Task inputs

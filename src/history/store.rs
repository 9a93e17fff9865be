//! Generation history.

use super::file::{load_records, save_records, HistoryError};
use crate::strength::{score, Level};
use chrono::NaiveDateTime;
use serde::{Deserialize, Serialize};
use std::fmt;
use std::fs;
use std::path::{Path, PathBuf};

/// Timestamp format used in record files.
pub const DATE_FORMAT: &str = "%Y-%m-%d %H:%M";

/// One generated password.
#[derive(Debug, Clone, PartialEq, Eq, Serialize, Deserialize)]
pub struct HistoryEntry {
    /// Local time of generation, in [`DATE_FORMAT`].
    pub date: String,
    /// The generated password, stored in plain text.
    pub password: String,
    /// Length in characters.
    pub length: usize,
    /// Level at the time of generation.
    pub strength: Level,
}

impl HistoryEntry {
    /// Builds an entry, scoring the password.
    pub fn new(password: impl Into<String>, at: NaiveDateTime) -> Self {
        let password = password.into();
        Self {
            date: at.format(DATE_FORMAT).to_string(),
            length: password.chars().count(),
            strength: score(&password).level,
            password,
        }
    }
}

impl fmt::Display for HistoryEntry {
    fn fmt(&self, f: &mut fmt::Formatter<'_>) -> fmt::Result {
        writeln!(f, "Date: {}", self.date)?;
        writeln!(f, "Password: {}", self.password)?;
        write!(f, "Length: {} | Strength: {}", self.length, self.strength)
    }
}

/// Newest-first list of generated passwords, bounded in size.
///
/// Backed by a JSON file when a path is given; every mutation is
/// written through immediately.
#[derive(Debug)]
pub struct HistoryStore {
    path: Option<PathBuf>,
    max_entries: usize,
    entries: Vec<HistoryEntry>,
}

impl HistoryStore {
    /// Loads history from `path`. A missing or corrupt file starts empty.
    pub fn load(path: impl Into<PathBuf>, max_entries: usize) -> Self {
        let path = path.into();
        let entries = load_records(&path);
        Self {
            path: Some(path),
            max_entries: max_entries.max(1),
            entries,
        }
    }

    /// A history that is never written to disk.
    pub fn in_memory(max_entries: usize) -> Self {
        Self {
            path: None,
            max_entries: max_entries.max(1),
            entries: Vec::new(),
        }
    }

    /// Entries, newest first.
    pub fn entries(&self) -> &[HistoryEntry] {
        &self.entries
    }

    /// Number of recorded entries.
    pub fn len(&self) -> usize {
        self.entries.len()
    }

    /// Returns true if nothing has been recorded.
    pub fn is_empty(&self) -> bool {
        self.entries.is_empty()
    }

    /// Prepends an entry, drops the oldest beyond the limit, and saves.
    pub fn record(&mut self, entry: HistoryEntry) -> Result<(), HistoryError> {
        self.entries.insert(0, entry);
        self.entries.truncate(self.max_entries);
        self.save()
    }

    /// Removes every entry and saves.
    pub fn clear(&mut self) -> Result<(), HistoryError> {
        self.entries.clear();
        tracing::info!("Password history cleared");
        self.save()
    }

    /// Writes the current entries to the backing file, if any.
    pub fn save(&self) -> Result<(), HistoryError> {
        match &self.path {
            Some(path) => save_records(path, &self.entries),
            None => Ok(()),
        }
    }

    /// Renders the plain-text export.
    pub fn render_export(&self) -> String {
        let mut out = String::new();
        out.push_str("Password History Export\n");
        out.push_str(&"=".repeat(50));
        out.push_str("\n\n");
        for entry in &self.entries {
            out.push_str(&format!("Date: {}\n", entry.date));
            out.push_str(&format!("Password: {}\n", entry.password));
            out.push_str(&format!("Length: {}\n", entry.length));
            out.push_str(&format!("Strength: {}\n", entry.strength));
            out.push_str(&"-".repeat(30));
            out.push('\n');
        }
        out
    }

    /// Writes the plain-text export to `path`. Returns the entry count.
    pub fn export(&self, path: &Path) -> Result<usize, HistoryError> {
        fs::write(path, self.render_export()).map_err(|source| HistoryError::Write {
            path: path.to_path_buf(),
            source,
        })?;

        tracing::info!(path = %path.display(), count = self.entries.len(), "History exported");
        Ok(self.entries.len())
    }
}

Assigned task
Please count how many lines of the records include "score", giving the number and nothing else.

Answer section
2